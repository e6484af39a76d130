//! Process command - extract data from a single bill.

use std::fs;
use std::path::{Path, PathBuf};
use std::time::Instant;

use clap::Args;
use console::style;
use indicatif::{ProgressBar, ProgressStyle};
use tracing::{debug, info};

use lumion_core::models::config::LumionConfig;
use lumion_core::{ExtractionResult, InvoicePipeline, InvoiceStore};

use super::output::{format_fields, OutputFormat};
use super::{load_config, open_store};

/// Arguments for the process command.
#[derive(Args)]
pub struct ProcessArgs {
    /// Input file (PDF, or plain text already extracted from a bill)
    #[arg(required = true)]
    input: PathBuf,

    /// Output file (default: stdout)
    #[arg(short, long)]
    output: Option<PathBuf>,

    /// Output format
    #[arg(short, long, value_enum, default_value = "json")]
    format: OutputFormat,

    /// Save the extracted record (and the PDF) to the store
    #[arg(long)]
    store: bool,

    /// List fields whose label was not found
    #[arg(long)]
    show_missing: bool,
}

/// Supported input kinds.
pub enum InputKind {
    Pdf,
    Text,
}

impl InputKind {
    pub fn from_path(path: &Path) -> Option<Self> {
        let extension = path
            .extension()
            .and_then(|e| e.to_str())
            .unwrap_or("")
            .to_lowercase();

        match extension.as_str() {
            "pdf" => Some(InputKind::Pdf),
            "txt" => Some(InputKind::Text),
            _ => None,
        }
    }
}

/// Bill extracted from one input file, with the PDF bytes when it was a PDF.
pub struct ProcessedFile {
    pub result: ExtractionResult,
    pub pdf: Option<Vec<u8>>,
}

/// Read and extract one file.
pub fn process_file(pipeline: &InvoicePipeline, path: &Path) -> anyhow::Result<ProcessedFile> {
    match InputKind::from_path(path) {
        Some(InputKind::Pdf) => {
            let data = fs::read(path)?;
            let result = pipeline.process_pdf(&data)?;
            Ok(ProcessedFile { result, pdf: Some(data) })
        }
        Some(InputKind::Text) => {
            let text = fs::read_to_string(path)?;
            Ok(ProcessedFile {
                result: pipeline.process_text(&text),
                pdf: None,
            })
        }
        None => anyhow::bail!("Unsupported file format: {}", path.display()),
    }
}

/// Save a processed file to the store, returning the new record id.
pub fn store_file(config: &LumionConfig, path: &Path, processed: &ProcessedFile) -> anyhow::Result<u64> {
    let store = open_store(config)?;
    let pdf = if config.store.keep_pdf { processed.pdf.as_deref() } else { None };
    let source_name = path.file_name().and_then(|n| n.to_str());

    let record = store.save(&processed.result.fields, pdf, source_name)?;
    debug!("Saved record {} under {}", record.id, store.root().display());
    Ok(record.id)
}

pub async fn run(args: ProcessArgs, config_path: Option<&str>) -> anyhow::Result<()> {
    let start = Instant::now();
    let config = load_config(config_path)?;

    if !args.input.exists() {
        anyhow::bail!("Input file not found: {}", args.input.display());
    }

    info!("Processing file: {}", args.input.display());

    let pb = ProgressBar::new_spinner();
    pb.set_style(ProgressStyle::default_spinner().template("{spinner:.green} [{elapsed_precise}] {msg}")?);
    pb.set_message("Extracting bill fields...");

    let pipeline = InvoicePipeline::new(&config);
    let processed = process_file(&pipeline, &args.input)?;

    pb.finish_and_clear();

    let result = &processed.result;
    if !result.warnings.is_empty() {
        eprintln!("{}", style("Warnings:").yellow());
        for warning in &result.warnings {
            eprintln!("  - {}", warning);
        }
    }

    if args.show_missing && !result.missing_fields.is_empty() {
        eprintln!("{}", style("Missing fields (fallback used):").yellow());
        for field in &result.missing_fields {
            eprintln!("  - {}", field);
        }
    }

    if args.store {
        let id = store_file(&config, &args.input, &processed)?;
        eprintln!("{} Stored as invoice #{}", style("✓").green(), id);
    }

    let output = format_fields(&result.fields, args.format)?;

    if let Some(output_path) = &args.output {
        fs::write(output_path, &output)?;
        println!(
            "{} Output written to {}",
            style("✓").green(),
            output_path.display()
        );
    } else {
        println!("{}", output);
    }

    debug!("Total processing time: {:?}", start.elapsed());

    Ok(())
}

» **Exercise goal**
Recopy all of the records verbatim.

» **Your solution**
repository e6484af39a76d130
//! Process command - extract data from a single bill.

use std::fs;
use std::path::{Path, PathBuf};
use std::time::Instant;

use clap::Args;
use console::style;
use indicatif::{ProgressBar, ProgressStyle};
use tracing::{debug, info};

use lumion_core::models::config::LumionConfig;
use lumion_core::{ExtractionResult, InvoicePipeline, InvoiceStore};

use super::output::{format_fields, OutputFormat};
use super::{load_config, open_store};

/// Arguments for the process command.
#[derive(Args)]
pub struct ProcessArgs {
    /// Input file (PDF, or plain text already extracted from a bill)
    #[arg(required = true)]
    input: PathBuf,

    /// Output file (default: stdout)
    #[arg(short, long)]
    output: Option<PathBuf>,

    /// Output format
    #[arg(short, long, value_enum, default_value = "json")]
    format: OutputFormat,

    /// Save the extracted record (and the PDF) to the store
    #[arg(long)]
    store: bool,

    /// List fields whose label was not found
    #[arg(long)]
    show_missing: bool,
}

/// Supported input kinds.
pub enum InputKind {
    Pdf,
    Text,
}

impl InputKind {
    pub fn from_path(path: &Path) -> Option<Self> {
        let extension = path
            .extension()
            .and_then(|e| e.to_str())
            .unwrap_or("")
            .to_lowercase();

        match extension.as_str() {
            "pdf" => Some(InputKind::Pdf),
            "txt" => Some(InputKind::Text),
            _ => None,
        }
    }
}

/// Bill extracted from one input file, with the PDF bytes when it was a PDF.
pub struct ProcessedFile {
    pub result: ExtractionResult,
    pub pdf: Option<Vec<u8>>,
}

/// Read and extract one file.
pub fn process_file(pipeline: &InvoicePipeline, path: &Path) -> anyhow::Result<ProcessedFile> {
    match InputKind::from_path(path) {
        Some(InputKind::Pdf) => {
            let data = fs::read(path)?;
            let result = pipeline.process_pdf(&data)?;
            Ok(ProcessedFile { result, pdf: Some(data) })
        }
        Some(InputKind::Text) => {
            let text = fs::read_to_string(path)?;
            Ok(ProcessedFile {
                result: pipeline.process_text(&text),
                pdf: None,
            })
        }
        None => anyhow::bail!("Unsupported file format: {}", path.display()),
    }
}

/// Save a processed file to the store, returning the new record id.
pub fn store_file(config: &LumionConfig, path: &Path, processed: &ProcessedFile) -> anyhow::Result<u64> {
    let store = open_store(config)?;
    let pdf = if config.store.keep_pdf { processed.pdf.as_deref() } else { None };
    let source_name = path.file_name().and_then(|n| n.to_str());

    let record = store.save(&processed.result.fields, pdf, source_name)?;
    debug!("Saved record {} under {}", record.id, store.root().display());
    Ok(record.id)
}

pub async fn run(args: ProcessArgs, config_path: Option<&str>) -> anyhow::Result<()> {
    let start = Instant::now();
    let config = load_config(config_path)?;

    if !args.input.exists() {
        anyhow::bail!("Input file not found: {}", args.input.display());
    }

    info!("Processing file: {}", args.input.display());

    let pb = ProgressBar::new_spinner();
    pb.set_style(ProgressStyle::default_spinner().template("{spinner:.green} [{elapsed_precise}] {msg}")?);
    pb.set_message("Extracting bill fields...");

    let pipeline = InvoicePipeline::new(&config);
    let processed = process_file(&pipeline, &args.input)?;

    pb.finish_and_clear();

    let result = &processed.result;
    if !result.warnings.is_empty() {
        eprintln!("{}", style("Warnings:").yellow());
        for warning in &result.warnings {
            eprintln!("  - {}", warning);
        }
    }

    if args.show_missing && !result.missing_fields.is_empty() {
        eprintln!("{}", style("Missing fields (fallback used):").yellow());
        for field in &result.missing_fields {
            eprintln!("  - {}", field);
        }
    }

    if args.store {
        let id = store_file(&config, &args.input, &processed)?;
        eprintln!("{} Stored as invoice #{}", style("✓").green(), id);
    }

    let output = format_fields(&result.fields, args.format)?;

    if let Some(output_path) = &args.output {
        fs::write(output_path, &output)?;
        println!(
            "{} Output written to {}",
            style("✓").green(),
            output_path.display()
        );
    } else {
        println!("{}", output);
    }

    debug!("Total processing time: {:?}", start.elapsed());

    Ok(())
}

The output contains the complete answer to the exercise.